■ Aim of the exercise
Within the entries below, the lines from the one with "SearchConfig = toml::from_str(&toml_content).unwrap();" through the one with "let expected_rate = if" are to be set down exactly, both ends kept.

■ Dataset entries
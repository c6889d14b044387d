// Configuration type definitions

use serde::Deserialize;

/// Default minimum query length that triggers a lookup
pub const DEFAULT_MIN_QUERY_LENGTH: usize = 3;

/// Default HTTP timeout for the built-in lookup
pub const DEFAULT_REQUEST_TIMEOUT_MS: u64 = 10_000;

fn default_min_query_length() -> usize {
    DEFAULT_MIN_QUERY_LENGTH
}

fn default_request_timeout_ms() -> u64 {
    DEFAULT_REQUEST_TIMEOUT_MS
}

/// Search widget options
#[derive(Debug, Clone, PartialEq, Eq, Deserialize)]
pub struct SearchConfig {
    /// Queries shorter than this (or blank) never reach the cache or network
    #[serde(default = "default_min_query_length")]
    pub min_query_length: usize,
    /// Quiet period in milliseconds before a typed query is searched
    #[serde(default)]
    pub debounce_rate: u64,
    /// URL used by the default HTTP lookup
    #[serde(default)]
    pub endpoint: Option<String>,
    /// Field the host displays for each result item
    #[serde(default)]
    pub result_key: Option<String>,
    /// Input placeholder (presentation only)
    #[serde(default)]
    pub placeholder: Option<String>,
    /// Dismiss the results panel when clicking outside the widget
    #[serde(default)]
    pub clear_on_outside_click: bool,
    /// Timeout for each HTTP lookup
    #[serde(default = "default_request_timeout_ms")]
    pub request_timeout_ms: u64,
}

impl Default for SearchConfig {
    fn default() -> Self {
        SearchConfig {
            min_query_length: default_min_query_length(),
            debounce_rate: 0,
            endpoint: None,
            result_key: None,
            placeholder: None,
            clear_on_outside_click: false,
            request_timeout_ms: default_request_timeout_ms(),
        }
    }
}

#[cfg(test)]
mod tests {
    use super::*;
    use proptest::prelude::*;

    // Missing fields always fall back to defaults
    proptest! {
        #![proptest_config(ProptestConfig::with_cases(100))]

        #[test]
        fn prop_missing_fields_use_defaults(
            include_min in prop::bool::ANY,
            include_rate in prop::bool::ANY,
            min in 0usize..20,
            rate in 0u64..2000,
        ) {
            let mut toml_content = String::new();
            if include_min {
                toml_content.push_str(&format!("min_query_length = {}\n", min));
            }
            if include_rate {
                toml_content.push_str(&format!("debounce_rate = {}\n", rate));
            }

            let config: SearchConfig = toml::from_str(&toml_content).unwrap();

            let expected_min = if include_min { min } else { DEFAULT_MIN_QUERY_LENGTH };
            let expected_rate = if include_rate { rate } else { 0 };
            prop_assert_eq!(config.min_query_length, expected_min);
            prop_assert_eq!(config.debounce_rate, expected_rate);
            prop_assert_eq!(config.request_timeout_ms, DEFAULT_REQUEST_TIMEOUT_MS);
        }
    }

    #[test]
    fn test_clear_on_outside_click_parsing() {
        let config: SearchConfig = toml::from_str("clear_on_outside_click = true").unwrap();
        assert!(config.clear_on_outside_click);
    }

    #[test]
    fn test_wrong_type_fails_parse() {
        let result: Result<SearchConfig, _> = toml::from_str("debounce_rate = \"fast\"");
        assert!(result.is_err());
    }
}
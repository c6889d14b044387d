use ratatui::crossterm::event::{
    self, Event, KeyCode, KeyEvent, KeyEventKind, KeyModifiers, MouseButton, MouseEvent,
    MouseEventKind,
};
use std::io;
use std::time::Duration;

use super::app_state::App;
use crate::coordinator::Completion;
use crate::dispatch::SearchAction;

const EVENT_POLL_TIMEOUT: Duration = Duration::from_millis(50);

impl App {
    pub fn handle_events(&mut self) -> io::Result<()> {
        self.tick();

        if event::poll(EVENT_POLL_TIMEOUT)? {
            let event = event::read()?;
            self.handle_event(event);
        }
        Ok(())
    }

    /// Fire due searches, apply finished lookups and drain host actions
    pub fn tick(&mut self) {
        for completion in self.widget.tick() {
            if let Completion::Failed { error, .. } = completion {
                self.status = Some(error.to_string());
            }
        }
        self.drain_actions();
    }

    pub fn drain_actions(&mut self) {
        while let Ok(action) = self.actions.try_recv() {
            log::trace!("Host action {}", action.name());
            match action {
                SearchAction::LoadingChanged(true) => self.status = None,
                SearchAction::LoadingChanged(false) => {}
                SearchAction::ResultsChanged(results) => {
                    self.cursor = self.cursor.min(results.len().saturating_sub(1));
                }
                SearchAction::ResultSelected(item) => {
                    self.selected = Some(item);
                    self.quit();
                }
            }
        }
    }

    pub fn handle_event(&mut self, event: Event) {
        match &event {
            Event::Key(key) if key.kind == KeyEventKind::Press => self.handle_key_event(*key),
            Event::Mouse(mouse) => self.handle_mouse_event(*mouse),
            Event::Paste(text) => {
                // The search box is a single line
                let text = text.replace("\r\n", " ").replace(['\r', '\n'], " ");
                self.input.insert_str(&text);
                self.on_input_changed(&event);
            }
            _ => {}
        }
    }

    pub fn handle_key_event(&mut self, key: KeyEvent) {
        if key.code == KeyCode::Esc
            || (key.code == KeyCode::Char('c') && key.modifiers.contains(KeyModifiers::CONTROL))
        {
            self.quit();
            return;
        }

        match key.code {
            KeyCode::Up => {
                self.cursor = self.cursor.saturating_sub(1);
            }
            KeyCode::Down => {
                let last = self.widget.results().len().saturating_sub(1);
                self.cursor = (self.cursor + 1).min(last);
            }
            KeyCode::Enter => {
                if let Some(item) = self.highlighted().cloned() {
                    self.widget.select_result(&item);
                    self.drain_actions();
                }
            }
            _ => {
                if self.input.input(key) {
                    self.on_input_changed(&Event::Key(key));
                }
            }
        }
    }

    fn on_input_changed(&mut self, event: &Event) {
        let query = self.query().to_string();
        if query == self.last_query {
            return;
        }
        self.last_query = query.clone();
        self.widget.activate();

        if query.is_empty() {
            self.widget.clear_results();
            self.cursor = 0;
        }
        self.widget.handle_search_event(event, &query);
        self.drain_actions();
    }

    fn handle_mouse_event(&mut self, mouse: MouseEvent) {
        if mouse.kind != MouseEventKind::Down(MouseButton::Left) {
            return;
        }

        let dismissed = self.clicks.dispatch_click(mouse.column, mouse.row);
        if dismissed > 0 {
            log::debug!("Click at ({}, {}) dismissed the results", mouse.column, mouse.row);
        }

        if !self.widget.contains(mouse.column, mouse.row) {
            return;
        }
        self.widget.activate();

        if let Some(list) = self.layout_regions.results_list
            && crate::visibility::contains(list, mouse.column, mouse.row)
        {
            // First row inside the border is item 0
            if let Some(row) = mouse.row.checked_sub(list.y + 1)
                && (row as usize) < self.widget.results().len()
            {
                self.cursor = row as usize;
            }
        }
    }
}
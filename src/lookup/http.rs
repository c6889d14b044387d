//! Default HTTP lookup
//!
//! Issues `GET <endpoint>?q=<query>` and expects a JSON array in the body.

use std::time::Duration;

use reqwest::header::ACCEPT;
use reqwest::{Client, Url};
use serde_json::Value;

use super::LookupError;
use crate::ResultSet;

#[derive(Debug, Clone)]
pub struct HttpLookup {
    client: Client,
    endpoint: Url,
}

impl HttpLookup {
    pub fn new(endpoint: &str, timeout: Duration) -> Result<Self, LookupError> {
        let endpoint = Url::parse(endpoint).map_err(|e| LookupError::NotConfigured {
            message: format!("Invalid endpoint {:?}: {}", endpoint, e),
        })?;

        let client = Client::builder()
            .timeout(timeout)
            .build()
            .map_err(|e| LookupError::Network {
                message: format!("Failed to build HTTP client: {}", e),
            })?;

        Ok(Self { client, endpoint })
    }

    pub fn endpoint(&self) -> &str {
        self.endpoint.as_str()
    }

    pub async fn lookup(&self, query: &str) -> Result<ResultSet, LookupError> {
        log::debug!("GET {} q={:?}", self.endpoint, query);

        let response = self
            .client
            .get(self.endpoint.clone())
            .query(&[("q", query)])
            .header(ACCEPT, "application/json")
            .send()
            .await
            .map_err(|e| LookupError::Network {
                message: e.to_string(),
            })?;

        if !response.status().is_success() {
            let code = response.status().as_u16();
            let message = response
                .text()
                .await
                .unwrap_or_else(|_| "Unknown error".to_string());
            return Err(LookupError::Api { code, message });
        }

        let body = response.json::<Value>().await.map_err(|e| LookupError::Parse {
            message: e.to_string(),
        })?;

        parse_result_set(body)
    }
}

/// Arrays become result sets, `null` an empty one; anything else is rejected
pub(crate) fn parse_result_set(body: Value) -> Result<ResultSet, LookupError> {
    match body {
        Value::Array(items) => Ok(items),
        Value::Null => Ok(Vec::new()),
        other => Err(LookupError::Parse {
            message: format!("expected a JSON array, got {}", json_kind(&other)),
        }),
    }
}

fn json_kind(value: &Value) -> &'static str {
    match value {
        Value::Null => "null",
        Value::Bool(_) => "a boolean",
        Value::Number(_) => "a number",
        Value::String(_) => "a string",
        Value::Array(_) => "an array",
        Value::Object(_) => "an object",
    }
}
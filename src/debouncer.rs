//! Search debouncer
//!
//! Coalesces rapid search triggers into one dispatch carrying the latest query,
//! fired once `delay_ms` has passed without a new trigger. Time is passed in as
//! milliseconds so the widget's clock (or a test) drives it.

/// Trailing-edge debouncer holding at most one pending query
#[derive(Debug)]
pub struct SearchDebouncer {
    /// Quiet period in milliseconds
    delay_ms: u64,
    /// Query waiting for the quiet period to elapse
    pending_query: Option<String>,
    /// Time of the trigger that scheduled the pending query
    last_input_ms: Option<u64>,
}

impl Default for SearchDebouncer {
    fn default() -> Self {
        Self::new(0)
    }
}

impl SearchDebouncer {
    pub fn new(delay_ms: u64) -> Self {
        Self {
            delay_ms,
            pending_query: None,
            last_input_ms: None,
        }
    }

    /// Schedule a dispatch of `query`, replacing any pending one and restarting the timer
    pub fn schedule_at(&mut self, query: impl Into<String>, now_ms: u64) {
        self.pending_query = Some(query.into());
        self.last_input_ms = Some(now_ms);
    }

    pub fn is_ready_at(&self, now_ms: u64) -> bool {
        match (self.pending_query.as_ref(), self.last_input_ms) {
            (Some(_), Some(last)) => now_ms.saturating_sub(last) >= self.delay_ms,
            _ => false,
        }
    }

    /// Take the pending query if its quiet period has elapsed
    pub fn take_ready_at(&mut self, now_ms: u64) -> Option<String> {
        if !self.is_ready_at(now_ms) {
            return None;
        }
        self.last_input_ms = None;
        self.pending_query.take()
    }

    /// Drop the pending query without dispatching it
    pub fn cancel(&mut self) {
        if let Some(query) = self.pending_query.take() {
            log::debug!("Cancelled pending search for {:?}", query);
        }
        self.last_input_ms = None;
    }

    pub fn has_pending(&self) -> bool {
        self.pending_query.is_some()
    }

    pub fn pending_query(&self) -> Option<&str> {
        self.pending_query.as_deref()
    }

    pub fn delay_ms(&self) -> u64 {
        self.delay_ms
    }
}

#[cfg(test)]
#[path = "debouncer_tests.rs"]
mod debouncer_tests;
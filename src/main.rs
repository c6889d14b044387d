use clap::Parser;
use color_eyre::Result;
use color_eyre::eyre::eyre;
use ratatui::DefaultTerminal;
use ratatui::crossterm::event::{
    DisableBracketedPaste, DisableMouseCapture, EnableBracketedPaste, EnableMouseCapture,
};
use ratatui::crossterm::execute;
use ratatui::crossterm::terminal::{
    EnterAlternateScreen, LeaveAlternateScreen, disable_raw_mode, enable_raw_mode,
};
use std::io::stdout;
use std::path::PathBuf;
use std::time::Duration;

use hyper_search::app::App;
use hyper_search::config;
use hyper_search::{ActionDispatcher, Completion, Fetch, Lookup, SearchConfig, SearchWidget};

/// Search-as-you-type against a JSON endpoint
#[derive(Parser, Debug)]
#[command(
    version,
    about = "Search-as-you-type against a JSON endpoint, with cached and debounced lookups"
)]
struct Args {
    /// Config file (defaults to ~/.config/hyper-search/config.toml)
    #[arg(long)]
    config: Option<PathBuf>,

    /// Lookup endpoint; queried as GET <endpoint>?q=<query>
    #[arg(long)]
    endpoint: Option<String>,

    /// Minimum number of characters before a lookup is made
    #[arg(long)]
    min_query_length: Option<usize>,

    /// Quiet period in milliseconds before a typed query is searched
    #[arg(long)]
    debounce_rate: Option<u64>,

    /// Object field shown for each result
    #[arg(long)]
    result_key: Option<String>,

    /// Placeholder text for the search box
    #[arg(long)]
    placeholder: Option<String>,

    /// Hide the results when clicking outside the widget
    #[arg(long)]
    clear_on_outside_click: bool,

    /// Run a single lookup, print the results as JSON and exit
    #[arg(short, long)]
    query: Option<String>,
}

impl Args {
    fn apply_overrides(&self, config: &mut SearchConfig) {
        if let Some(endpoint) = &self.endpoint {
            config.endpoint = Some(endpoint.clone());
        }
        if let Some(min) = self.min_query_length {
            config.min_query_length = min;
        }
        if let Some(rate) = self.debounce_rate {
            config.debounce_rate = rate;
        }
        if let Some(key) = &self.result_key {
            config.result_key = Some(key.clone());
        }
        if let Some(placeholder) = &self.placeholder {
            config.placeholder = Some(placeholder.clone());
        }
        if self.clear_on_outside_click {
            config.clear_on_outside_click = true;
        }
    }
}

fn main() -> Result<()> {
    // Writes to /tmp/hyper-search-debug.log at DEBUG level
    #[cfg(debug_assertions)]
    {
        use std::io::Write;

        let log_file = std::fs::OpenOptions::new()
            .create(true)
            .append(true)
            .open("/tmp/hyper-search-debug.log")
            .expect("Failed to open /tmp/hyper-search-debug.log");

        env_logger::Builder::new()
            .filter_level(log::LevelFilter::Debug)
            .target(env_logger::Target::Pipe(Box::new(log_file)))
            .format(|buf, record| {
                use std::time::SystemTime;
                let datetime: chrono::DateTime<chrono::Local> = SystemTime::now().into();
                writeln!(
                    buf,
                    "[{}] [{}] {}",
                    datetime.format("%Y-%m-%dT%H:%M:%S%.3f"),
                    record.level(),
                    record.args()
                )
            })
            .init();

        log::debug!("=== HYPER-SEARCH DEBUG SESSION STARTED ===");
    }

    color_eyre::install()?;

    let args = Args::parse();

    let mut config_result = match &args.config {
        Some(path) => config::load_config_from(path),
        None => config::load_config(),
    };
    args.apply_overrides(&mut config_result.config);

    if let Some(query) = &args.query {
        if let Some(warning) = &config_result.warning {
            eprintln!("Warning: {}", warning);
        }
        return run_once(config_result.config, query);
    }

    // Fail before touching the terminal
    let lookup = Lookup::from_config(&config_result.config)?;

    let terminal = init_terminal()?;
    let result = App::new(config_result.config, lookup)
        .map_err(color_eyre::Report::from)
        .and_then(|app| run(terminal, app, config_result.warning));

    restore_terminal()?;
    let app = result?;

    // Output after terminal restore to prevent corruption
    if let Some(item) = &app.selected {
        println!("{}", serde_json::to_string_pretty(item)?);
    }

    #[cfg(debug_assertions)]
    log::debug!("=== HYPER-SEARCH DEBUG SESSION ENDED ===");

    Ok(())
}

/// Resolve one query without the terminal UI
fn run_once(config: SearchConfig, query: &str) -> Result<()> {
    let timeout = Duration::from_millis(config.request_timeout_ms) + Duration::from_secs(1);
    let lookup = Lookup::from_config(&config)?;
    let mut widget = SearchWidget::new(config, lookup, ActionDispatcher::default())?;

    let results = match widget.fetch(query)? {
        Fetch::Ready(results) => results,
        Fetch::Pending { .. } => match widget.block_until_idle(timeout).pop() {
            Some(Completion::Applied { results, .. }) => results,
            Some(Completion::Failed { error, .. }) => return Err(error.into()),
            Some(Completion::Stale { .. }) | None => {
                return Err(eyre!("Timed out waiting for results for {:?}", query));
            }
        },
    };

    println!("{}", serde_json::to_string_pretty(&results)?);
    Ok(())
}

/// Initialize terminal with raw mode, alternate screen, bracketed paste and mouse capture
fn init_terminal() -> Result<DefaultTerminal> {
    let hook = std::panic::take_hook();
    std::panic::set_hook(Box::new(move |info| {
        let _ = execute!(
            stdout(),
            DisableMouseCapture,
            DisableBracketedPaste,
            LeaveAlternateScreen
        );
        let _ = disable_raw_mode();
        hook(info);
    }));

    enable_raw_mode()?;

    // If any subsequent operations fail, ensure raw mode is disabled
    if let Err(e) = execute!(
        stdout(),
        EnterAlternateScreen,
        EnableBracketedPaste,
        EnableMouseCapture
    ) {
        let _ = disable_raw_mode();
        return Err(e.into());
    }

    match ratatui::Terminal::new(ratatui::backend::CrosstermBackend::new(stdout())) {
        Ok(terminal) => Ok(terminal),
        Err(e) => {
            let _ = restore_terminal();
            Err(e.into())
        }
    }
}

/// Restore terminal to normal state
fn restore_terminal() -> Result<()> {
    let _ = execute!(
        stdout(),
        DisableMouseCapture,
        DisableBracketedPaste,
        LeaveAlternateScreen
    );
    disable_raw_mode()?;
    Ok(())
}

fn run(mut terminal: DefaultTerminal, mut app: App, warning: Option<String>) -> Result<App> {
    if let Some(warning) = warning {
        app.show_warning(&warning);
    }

    loop {
        terminal.draw(|frame| app.render(frame))?;

        app.handle_events()?;

        if app.should_quit() {
            break;
        }
    }

    Ok(app)
}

■ Result below
            let config: SearchConfig = toml::from_str(&toml_content).unwrap();

            let expected_min = if include_min { min } else { DEFAULT_MIN_QUERY_LENGTH };
            let expected_rate = if include_rate { rate } else { 0 };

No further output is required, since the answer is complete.